Associate Justice of the Ohio Supreme Court
- In office January 1, 1919 – January 27, 1932
- Preceded by: Oscar W. Newman
- Succeeded by: Will P. Stephenson

Personal details
- Born: James Edgar Robinson August 15, 1868 Union County, Ohio
- Died: January 27, 1932 (aged 63) Columbus, Ohio
- Resting place: Marysville, Ohio
- Party: Republican
- Spouse: Lula Dell Flickinger ​ ​(m. 1893)​
- Relations: Barbara Bush (granddaughter) George W. Bush (great-grandson)
- Children: 4
- Alma mater: Ohio Wesleyan University Ohio State University College of Law

= James E. Robinson =

American judge (1868–1932)

James Edgar Robinson (August 15, 1868, near Marysville, Ohio - January 27, 1932) was an American lawyer who served as an Associate Justice of the Ohio Supreme Court from 1919 to 1932. He was the maternal grandfather of First Lady Barbara Bush and matrilineal great-grandfather of George W. Bush.

==Life and career==
Robinson was son of John W. Robinson (1831–1920, younger brother of James Wallace Robinson) and his wife Sarah Coe (1831–1901).

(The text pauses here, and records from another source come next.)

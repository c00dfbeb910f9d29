//! Content-addressable object store abstraction.
//!
//! The server only ever reads: a reference resolves to a commit, a commit
//! owns a root tree, trees map names to entries, blobs hold bytes. The
//! `ContentStore` trait captures exactly those four lookups so the resolver
//! and dispatcher never touch git2 directly and tests can substitute an
//! in-memory store.

pub mod git;

pub use git::GitStore;

use std::fmt;
use std::sync::Arc;

use crate::error::Result;

/// Opaque handle into the store. For the git backend this is a hex oid;
/// the core never inspects it beyond equality.
#[derive(Debug, Clone, PartialEq, Eq, Hash)]
pub struct ObjectId(String);

impl ObjectId {
    pub fn new(id: impl Into<String>) -> Self {
        Self(id.into())
    }

    pub fn as_str(&self) -> &str {
        &self.0
    }
}

impl fmt::Display for ObjectId {
    fn fmt(&self, f: &mut fmt::Formatter<'_>) -> fmt::Result {
        f.write_str(&self.0)
    }
}

#[derive(Debug, Clone, Copy, PartialEq, Eq)]
pub enum EntryKind {
    Blob,
    Tree,
    Submodule,
    Unknown,
}

impl fmt::Display for EntryKind {
    fn fmt(&self, f: &mut fmt::Formatter<'_>) -> fmt::Result {
        let name = match self {
            EntryKind::Blob => "blob",
            EntryKind::Tree => "tree",
            EntryKind::Submodule => "submodule",
            EntryKind::Unknown => "unknown",
        };
        f.write_str(name)
    }
}

/// One named child of a tree. Immutable once obtained.
#[derive(Debug, Clone)]
pub struct Entry {
    pub name: String,
    pub kind: EntryKind,
    pub id: ObjectId,
}

/// Read-only capability over the object store. All methods are safe for
/// concurrent use; nothing here mutates the store.
pub trait ContentStore: Send + Sync {
    /// Resolve a symbolic reference (e.g. `HEAD`, `refs/heads/main`) to the
    /// commit it currently points at.
    fn resolve_reference(&self, name: &str) -> Result<ObjectId>;

    /// Root tree of a commit.
    fn commit_tree(&self, commit: &ObjectId) -> Result<ObjectId>;

    /// Immediate children of a tree, in store order.
    fn tree_entries(&self, tree: &ObjectId) -> Result<Vec<Entry>>;

    /// Raw bytes of a blob.
    fn blob_content(&self, blob: &ObjectId) -> Result<Vec<u8>>;
}

pub type SharedStore = Arc<dyn ContentStore>;
use git2::{ObjectType, Oid, Repository};
use std::path::Path;
use std::sync::Mutex;

use crate::error::{AppError, Result};
use crate::store::{ContentStore, Entry, EntryKind, ObjectId};

/// git2-backed `ContentStore`. `git2::Repository` is not `Sync`, so access
/// goes through a mutex; every lookup is short-lived.
pub struct GitStore {
    repo: Mutex<Repository>,
}

impl GitStore {
    pub fn open<P: AsRef<Path>>(path: P) -> Result<Self> {
        let path_str = path.as_ref().to_string_lossy().to_string();
        let repo = Repository::discover(&path)
            .map_err(|e| AppError::Config(format!("cannot open repository at {path_str}: {e}")))?;

        Ok(Self {
            repo: Mutex::new(repo),
        })
    }

    fn with_repo<F, T>(&self, f: F) -> Result<T>
    where
        F: FnOnce(&Repository) -> Result<T>,
    {
        let repo = self
            .repo
            .lock()
            .map_err(|_| AppError::Internal("Lock poisoned".to_string()))?;
        f(&repo)
    }
}

fn parse_oid(id: &ObjectId) -> Result<Oid> {
    Ok(Oid::from_str(id.as_str())?)
}

fn entry_kind(kind: Option<ObjectType>) -> EntryKind {
    match kind {
        Some(ObjectType::Blob) => EntryKind::Blob,
        Some(ObjectType::Tree) => EntryKind::Tree,
        Some(ObjectType::Commit) => EntryKind::Submodule,
        _ => EntryKind::Unknown,
    }
}

impl ContentStore for GitStore {
    fn resolve_reference(&self, name: &str) -> Result<ObjectId> {
        self.with_repo(|repo| {
            let reference = repo.find_reference(name)?;
            let resolved = reference.resolve()?;
            let oid = resolved
                .target()
                .ok_or_else(|| AppError::Config(format!("reference {name:?} has no target")))?;
            Ok(ObjectId::new(oid.to_string()))
        })
    }

    fn commit_tree(&self, commit: &ObjectId) -> Result<ObjectId> {
        self.with_repo(|repo| {
            let commit = repo.find_commit(parse_oid(commit)?)?;
            Ok(ObjectId::new(commit.tree_id().to_string()))
        })
    }

    fn tree_entries(&self, tree: &ObjectId) -> Result<Vec<Entry>> {
        self.with_repo(|repo| {
            let tree = repo.find_tree(parse_oid(tree)?)?;
            let entries = tree
                .iter()
                .map(|entry| Entry {
                    name: String::from_utf8_lossy(entry.name_bytes()).to_string(),
                    kind: entry_kind(entry.kind()),
                    id: ObjectId::new(entry.id().to_string()),
                })
                .collect();
            Ok(entries)
        })
    }

    fn blob_content(&self, blob: &ObjectId) -> Result<Vec<u8>> {
        self.with_repo(|repo| {
            let blob = repo.find_blob(parse_oid(blob)?)?;
            Ok(blob.content().to_vec())
        })
    }
}
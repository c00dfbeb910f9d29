//! Path resolution against a tree snapshot.
//!
//! A request path is trimmed of leading/trailing slashes and split into
//! segments, then walked left to right through the tree one store lookup per
//! segment. Trees are content-addressed and form a DAG, so the walk always
//! terminates in at most `segments.len()` steps.

use std::fmt;

use percent_encoding::percent_decode_str;

use crate::error::{AppError, Result};
use crate::store::{ContentStore, Entry, EntryKind, ObjectId};

/// A request path after trimming separators. An empty segment list addresses
/// the snapshot root. Whether the raw path ended in `/` is kept separately
/// because it decides the directory redirect, not the resolution.
#[derive(Debug, Clone)]
pub struct RequestPath {
    segments: Vec<String>,
    trailing_slash: bool,
}

impl RequestPath {
    pub fn parse(raw: &str) -> Self {
        // Browsers request the listing's links percent-encoded; entry names
        // in the store are not. Decode before matching.
        let raw = percent_decode_str(raw).decode_utf8_lossy();
        let trimmed = raw.trim_matches('/');
        let segments = if trimmed.is_empty() {
            Vec::new()
        } else {
            trimmed.split('/').map(str::to_owned).collect()
        };
        Self {
            segments,
            trailing_slash: raw.ends_with('/'),
        }
    }

    pub fn is_root(&self) -> bool {
        self.segments.is_empty()
    }

    pub fn has_trailing_slash(&self) -> bool {
        self.trailing_slash
    }

    pub fn segments(&self) -> &[String] {
        &self.segments
    }
}

impl fmt::Display for RequestPath {
    fn fmt(&self, f: &mut fmt::Formatter<'_>) -> fmt::Result {
        f.write_str(&self.segments.join("/"))
    }
}

/// Walk `path` through the snapshot rooted at `root_tree`.
///
/// Returns the terminal entry, which is always a `Blob` or a `Tree`. A
/// missing or empty segment yields `NotFound`; a blob in a non-terminal
/// position or any other entry kind yields `InvalidType`. The caller handles
/// the empty path (snapshot root) itself.
pub fn resolve(
    store: &dyn ContentStore,
    root_tree: &ObjectId,
    path: &RequestPath,
) -> Result<Entry> {
    let segments = path.segments();
    let mut tree = root_tree.clone();

    for (i, segment) in segments.iter().enumerate() {
        if segment.is_empty() {
            return Err(AppError::NotFound(path.to_string()));
        }
        let entry = store
            .tree_entries(&tree)?
            .into_iter()
            .find(|e| e.name == *segment)
            .ok_or_else(|| AppError::NotFound(path.to_string()))?;

        let last = i + 1 == segments.len();
        match entry.kind {
            EntryKind::Blob | EntryKind::Tree if last => return Ok(entry),
            EntryKind::Tree => tree = entry.id,
            kind => {
                return Err(AppError::InvalidType {
                    path: path.to_string(),
                    kind,
                });
            }
        }
    }

    Err(AppError::NotFound(path.to_string()))
}
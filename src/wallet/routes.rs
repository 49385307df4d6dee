//! REST endpoints for the wallet connection and proof storage.

use std::sync::Arc;

use axum::extract::{Path, State};
use axum::http::StatusCode;
use axum::response::IntoResponse;
use axum::routing::{get, post};
use axum::{Json, Router};
use serde::{Deserialize, Serialize};

use crate::config::AppConfig;

use super::context::{WalletContext, WalletSnapshot};
use super::gateway::{ProofFile, ProofMetadata};

/// Shared state for wallet routes.
#[derive(Clone)]
pub struct WalletRouteState {
    pub wallet: Arc<WalletContext>,
    pub config: Arc<AppConfig>,
}

#[derive(Serialize)]
struct ActionResponse {
    ok: bool,
    wallet: WalletSnapshot,
}

/// One file in a proof upload. `content` is the file body as text.
#[derive(Debug, Deserialize)]
#[serde(rename_all = "camelCase")]
pub struct UploadedFile {
    pub name: String,
    #[serde(default = "default_content_type")]
    pub content_type: String,
    pub content: String,
}

fn default_content_type() -> String {
    "application/octet-stream".to_string()
}

#[derive(Debug, Deserialize)]
#[serde(rename_all = "camelCase")]
pub struct UploadRequest {
    pub opportunity_id: String,
    #[serde(default)]
    pub files: Vec<UploadedFile>,
}

#[derive(Serialize)]
struct UploadResponse {
    cids: Vec<String>,
    urls: Vec<String>,
}

#[derive(Serialize)]
struct VerifyResponse {
    cid: String,
    verified: bool,
    url: String,
}

/// GET /api/wallet
async fn get_wallet(State(state): State<WalletRouteState>) -> impl IntoResponse {
    Json(state.wallet.snapshot().await)
}

/// POST /api/wallet/connect
async fn connect(State(state): State<WalletRouteState>) -> impl IntoResponse {
    let ok = state.wallet.connect().await;
    action_response(&state, ok).await
}

/// POST /api/wallet/disconnect
async fn disconnect(State(state): State<WalletRouteState>) -> impl IntoResponse {
    let ok = state.wallet.disconnect().await;
    action_response(&state, ok).await
}

/// POST /api/wallet/switch-network
async fn switch_network(State(state): State<WalletRouteState>) -> impl IntoResponse {
    let ok = state.wallet.switch_network().await;
    action_response(&state, ok).await
}

async fn action_response(state: &WalletRouteState, ok: bool) -> (StatusCode, Json<ActionResponse>) {
    let status = if ok { StatusCode::OK } else { StatusCode::BAD_GATEWAY };
    let body = ActionResponse {
        ok,
        wallet: state.wallet.snapshot().await,
    };
    (status, Json(body))
}

/// POST /api/proofs
///
/// 400 when no files were sent, 502 when storage failed.
async fn upload_proofs(
    State(state): State<WalletRouteState>,
    Json(request): Json<UploadRequest>,
) -> impl IntoResponse {
    let no_files = request.files.is_empty();
    let files: Vec<ProofFile> = request
        .files
        .into_iter()
        .map(|f| ProofFile {
            name: f.name,
            content_type: f.content_type,
            bytes: f.content.into_bytes(),
        })
        .collect();
    let metadata = ProofMetadata::project_proof(request.opportunity_id);

    let cids = state.wallet.upload_proof(&files, &metadata).await;
    let status = if !cids.is_empty() {
        StatusCode::OK
    } else if no_files {
        StatusCode::BAD_REQUEST
    } else {
        StatusCode::BAD_GATEWAY
    };
    let urls = cids.iter().map(|cid| state.config.proof_url(cid)).collect();
    (status, Json(UploadResponse { cids, urls }))
}

/// POST /api/proofs/{cid}/verify
async fn verify_proof(
    State(state): State<WalletRouteState>,
    Path(cid): Path<String>,
) -> impl IntoResponse {
    let verified = state.wallet.verify_proof(&cid).await;
    Json(VerifyResponse {
        url: state.config.proof_url(&cid),
        cid,
        verified,
    })
}

/// Build the wallet and proof REST routes.
pub fn wallet_routes(state: WalletRouteState) -> Router {
    Router::new()
        .route("/api/wallet", get(get_wallet))
        .route("/api/wallet/connect", post(connect))
        .route("/api/wallet/disconnect", post(disconnect))
        .route("/api/wallet/switch-network", post(switch_network))
        .route("/api/proofs", post(upload_proofs))
        .route("/api/proofs/{cid}/verify", post(verify_proof))
        .with_state(state)
}
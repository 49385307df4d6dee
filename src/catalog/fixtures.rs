//! Bundled catalog data.

use chrono::{DateTime, NaiveDate, Utc};
use rust_decimal_macros::dec;

use super::model::{
    CryptoCurrency, DonationCategory, DonationHistory, DonationOpportunity, Donor, Geography,
    ProofType, Recipient,
};

fn at(year: i32, month: u32, day: u32, hour: u32, min: u32) -> DateTime<Utc> {
    NaiveDate::from_ymd_opt(year, month, day)
        .and_then(|d| d.and_hms_opt(hour, min, 0))
        .map(|n| n.and_utc())
        .unwrap_or_default()
}

fn placeholders(n: usize) -> Vec<String> {
    vec!["/placeholder.svg".to_string(); n]
}

fn place(country: &str, city: Option<&str>, global: bool) -> Geography {
    Geography {
        country: country.to_string(),
        city: city.map(str::to_string),
        global,
    }
}

pub fn opportunities() -> Vec<DonationOpportunity> {
    vec![
        DonationOpportunity {
            id: "1".into(),
            title: "Clean Water Initiative in Rural Tanzania".into(),
            summary: "Providing clean drinking water to 10 villages in rural Tanzania through \
                solar-powered filtration systems.".into(),
            category: DonationCategory::Community,
            location: place("Tanzania", Some("Arusha"), false),
            proof_type: ProofType::Images,
            description: "We have worked with communities in rural Tanzania for three years on \
                access to clean drinking water. This project brings solar-powered filtration \
                systems to 10 villages where contamination has caused repeated outbreaks. The \
                systems serve roughly 5,000 people and last at least 10 years with basic \
                maintenance."
                .into(),
            proof_urls: placeholders(3),
            recipient_address: "0x1234567890abcdef1234567890abcdef12345678".into(),
            goal_amount: dec!(50000),
            raised_amount: dec!(12500),
            created_at: at(2023, 9, 15, 10, 30),
            recipient_id: "r1".into(),
            featured: true,
            impact: "With $1,000, we can provide one complete water filtration system that serves \
                approximately 500 people.".into(),
        },
        DonationOpportunity {
            id: "2".into(),
            title: "Coding Bootcamp for Underserved Youth".into(),
            summary: "Providing tech education and coding skills to 100 students from low-income \
                communities in Mexico City.".into(),
            category: DonationCategory::Education,
            location: place("Mexico", Some("Mexico City"), false),
            proof_type: ProofType::Multiple,
            description: "A 12-week intensive bootcamp teaching web development fundamentals, \
                JavaScript frameworks and backend technologies to 100 young adults from \
                underserved communities, with job placement support after graduation. Previous \
                cohorts reached a 70% employment rate within six months."
                .into(),
            proof_urls: placeholders(2),
            recipient_address: "0x2345678901abcdef2345678901abcdef23456789".into(),
            goal_amount: dec!(75000),
            raised_amount: dec!(45000),
            created_at: at(2023, 8, 5, 14, 20),
            recipient_id: "r2".into(),
            featured: true,
            impact: "With $1,000, we can provide full scholarships for two students for the entire \
                bootcamp.".into(),
        },
        DonationOpportunity {
            id: "3".into(),
            title: "Reforestation Project in the Amazon".into(),
            summary: "Planting 50,000 native trees to restore 100 acres of deforested land in the \
                Brazilian Amazon.".into(),
            category: DonationCategory::Environment,
            location: place("Brazil", Some("Manaus"), true),
            proof_type: ProofType::Images,
            description: "Working with indigenous communities and environmental scientists, we \
                select native species for degraded areas and maintain each planting for three \
                years. The project employs local community members and each restored acre captures \
                about 300 tons of CO2 over 30 years."
                .into(),
            proof_urls: placeholders(4),
            recipient_address: "0x3456789012abcdef3456789012abcdef34567890".into(),
            goal_amount: dec!(100000),
            raised_amount: dec!(28000),
            created_at: at(2023, 10, 20, 9, 15),
            recipient_id: "r3".into(),
            featured: false,
            impact: "With $1,000, we can plant and maintain approximately 500 trees, restoring 1 \
                acre of rainforest.".into(),
        },
        DonationOpportunity {
            id: "4".into(),
            title: "Mobile Health Clinic for Remote Communities".into(),
            summary: "Establishing a mobile health clinic to provide basic healthcare to 15 remote \
                villages in northern India.".into(),
            category: DonationCategory::Healthcare,
            location: place("India", Some("Himachal Pradesh"), false),
            proof_type: ProofType::Documents,
            description: "A mobile clinic staffed by a doctor, a nurse and a community health \
                worker will visit 15 mountain villages on a bi-weekly rotation, offering \
                preventive care, maternal and child health services and health education to about \
                12,000 people."
                .into(),
            proof_urls: placeholders(1),
            recipient_address: "0x4567890123abcdef4567890123abcdef45678901".into(),
            goal_amount: dec!(85000),
            raised_amount: dec!(37500),
            created_at: at(2023, 7, 10, 11, 45),
            recipient_id: "r4".into(),
            featured: true,
            impact: "With $1,000, we can fund the mobile clinic operations for approximately one \
                week, caring for around 200 patients.".into(),
        },
        DonationOpportunity {
            id: "5".into(),
            title: "Open Source AI Research for Climate Solutions".into(),
            summary: "Developing open-source AI models to optimize renewable energy systems and \
                reduce carbon emissions.".into(),
            category: DonationCategory::Research,
            location: place("Global", None, true),
            proof_type: ProofType::Text,
            description: "A distributed team of AI researchers, climate scientists and energy \
                engineers building open models that integrate renewable sources into existing \
                grids, forecast demand and cut waste. Everything we produce is published openly; \
                early models improved efficiency by 15-20% in test scenarios."
                .into(),
            proof_urls: placeholders(1),
            recipient_address: "0x5678901234abcdef5678901234abcdef56789012".into(),
            goal_amount: dec!(150000),
            raised_amount: dec!(62000),
            created_at: at(2023, 11, 5, 16, 30),
            recipient_id: "r5".into(),
            featured: false,
            impact: "With $1,000, we can fund approximately 40 hours of research and development \
                time.".into(),
        },
        DonationOpportunity {
            id: "6".into(),
            title: "Community Art Center Renovation".into(),
            summary: "Renovating an abandoned building into a community art center in Detroit, \
                providing creative space for local youth.".into(),
            category: DonationCategory::Arts,
            location: place("United States", Some("Detroit"), false),
            proof_type: ProofType::Multiple,
            description: "We are turning a vacant 10,000 square foot warehouse into studios for \
                visual arts, music, dance and digital media, with a small performance venue and \
                gallery. Programming for youth aged 8-18 is free or low-cost. Architecture and \
                construction labor are donated; we need funds for materials and equipment."
                .into(),
            proof_urls: placeholders(2),
            recipient_address: "0x6789012345abcdef6789012345abcdef67890123".into(),
            goal_amount: dec!(120000),
            raised_amount: dec!(75000),
            created_at: at(2023, 6, 25, 13, 20),
            recipient_id: "r6".into(),
            featured: false,
            impact: "With $1,000, we can complete the renovation of one studio space serving about \
                200 youth per year.".into(),
        },
    ]
}

pub fn recipients() -> Vec<Recipient> {
    let recipient = |id: &str,
                     name: &str,
                     wallet: &str,
                     biography: &str,
                     opportunity: &str,
                     proof_of_work: &str,
                     created_at: DateTime<Utc>| Recipient {
        id: id.to_string(),
        name: name.to_string(),
        wallet_address: wallet.to_string(),
        kyc_verified: true,
        biography: biography.to_string(),
        opportunities: vec![opportunity.to_string()],
        proof_of_work: proof_of_work.to_string(),
        created_at,
    };

    vec![
        recipient(
            "r1",
            "Tanzania Water Foundation",
            "0x1234567890abcdef1234567890abcdef12345678",
            "Non-profit organization focused on providing clean water solutions to rural \
                communities in East Africa since 2015.",
            "1",
            "Completed 15 water projects serving over 25,000 people.",
            at(2022, 5, 12, 8, 30),
        ),
        recipient(
            "r2",
            "Code for Future Mexico",
            "0x2345678901abcdef2345678901abcdef23456789",
            "Educational initiative that provides coding and digital skills training to \
                underserved communities across Mexico.",
            "2",
            "Trained over 500 students with a 70% job placement rate.",
            at(2021, 11, 30, 14, 45),
        ),
        recipient(
            "r3",
            "Amazon Reforestation Collective",
            "0x3456789012abcdef3456789012abcdef34567890",
            "Coalition of environmental scientists and indigenous communities working to restore \
                and protect the Amazon rainforest.",
            "3",
            "Successfully reforested 500 acres with 250,000 native trees.",
            at(2020, 8, 15, 10, 15),
        ),
        recipient(
            "r4",
            "Himalayan Health Initiative",
            "0x4567890123abcdef4567890123abcdef45678901",
            "Healthcare organization providing medical services to remote mountain communities in \
                northern India.",
            "4",
            "Served over 30,000 patients through existing health programs.",
            at(2021, 4, 20, 9, 30),
        ),
        recipient(
            "r5",
            "Open Climate AI Consortium",
            "0x5678901234abcdef5678901234abcdef56789012",
            "International research collective developing open-source AI solutions for climate \
                change mitigation and adaptation.",
            "5",
            "Published 8 research papers and released 3 open-source AI models.",
            at(2022, 1, 10, 16, 45),
        ),
        recipient(
            "r6",
            "Detroit Arts Revival",
            "0x6789012345abcdef6789012345abcdef67890123",
            "Community organization focused on increasing access to arts education and creative \
                spaces in underserved Detroit neighborhoods.",
            "6",
            "Operated two community art programs reaching 500 youth annually.",
            at(2021, 9, 5, 11, 20),
        ),
    ]
}

/// 32-byte hash built from a repeated 8-byte hex pattern.
fn tx_hash(pattern: &str) -> String {
    format!("0x{}", pattern.repeat(4))
}

pub fn donor() -> Donor {
    Donor {
        id: "d1".into(),
        preferred_categories: vec![
            DonationCategory::Environment,
            DonationCategory::Education,
            DonationCategory::Technology,
        ],
        preferred_geographies: vec![
            place("Global", None, true),
            place("United States", None, false),
        ],
        donation_history: vec![
            DonationHistory {
                opportunity_id: "3".into(),
                amount: dec!(500),
                currency: CryptoCurrency::Eth,
                timestamp: at(2023, 11, 15, 9, 30),
                transaction_hash: tx_hash("abcdef1234567890"),
            },
            DonationHistory {
                opportunity_id: "5".into(),
                amount: dec!(750),
                currency: CryptoCurrency::Usdc,
                timestamp: at(2023, 10, 22, 14, 15),
                transaction_hash: tx_hash("1234567890abcdef"),
            },
        ],
        show_active_only: true,
        created_at: at(2023, 6, 10, 11, 45),
    }
}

Robinson was educated at the local high school and latter attended Ohio Wesleyan University 1886 to 1889, studied law with his uncle, and at Ohio State University College of Law from 1892 to 1893. At the latter he was a member of the first law class. He began the practice of law in Richwood, Ohio in 1893, relocating to Marysville eventually. At the turn of the century he was elected prosecuting attorney of Union County, he served in this capacity for six years. Robinson continued the practice of law until 1915, when Governor Willis appointed him an appellate judge in the Court of Appeals. In the 1916 election he was defeated in the Democratic landslide. In 1919 he was elected to the Supreme Court of Ohio. He was elected to a second term in 1925, and a third in 1930, but he died two years into the term.

==Death==
He died after a short illness, January 27, 1932. His funeral was at his home, with Robert R. Reed of the Indianola Presbyterian Church officiating. He was buried at the family cemetery in Marysville.

==Family==
Robinson married Lula Dell Flickinger on May 31, 1893. They had 4 children. Lula was very rarely at home, hiring a governess to manage her kids while she was away and causing James to be the primary parent in his children's lives.

Robinson is a sixth cousin once removed of British Prime Minister Winston Churchill, and is an ancestor (maternal great-grandfather) of George W. Bush. His daughter, Pauline Robinson, was the mother of First Lady Barbara Bush, and the mother-in-law of President George H. W. Bush.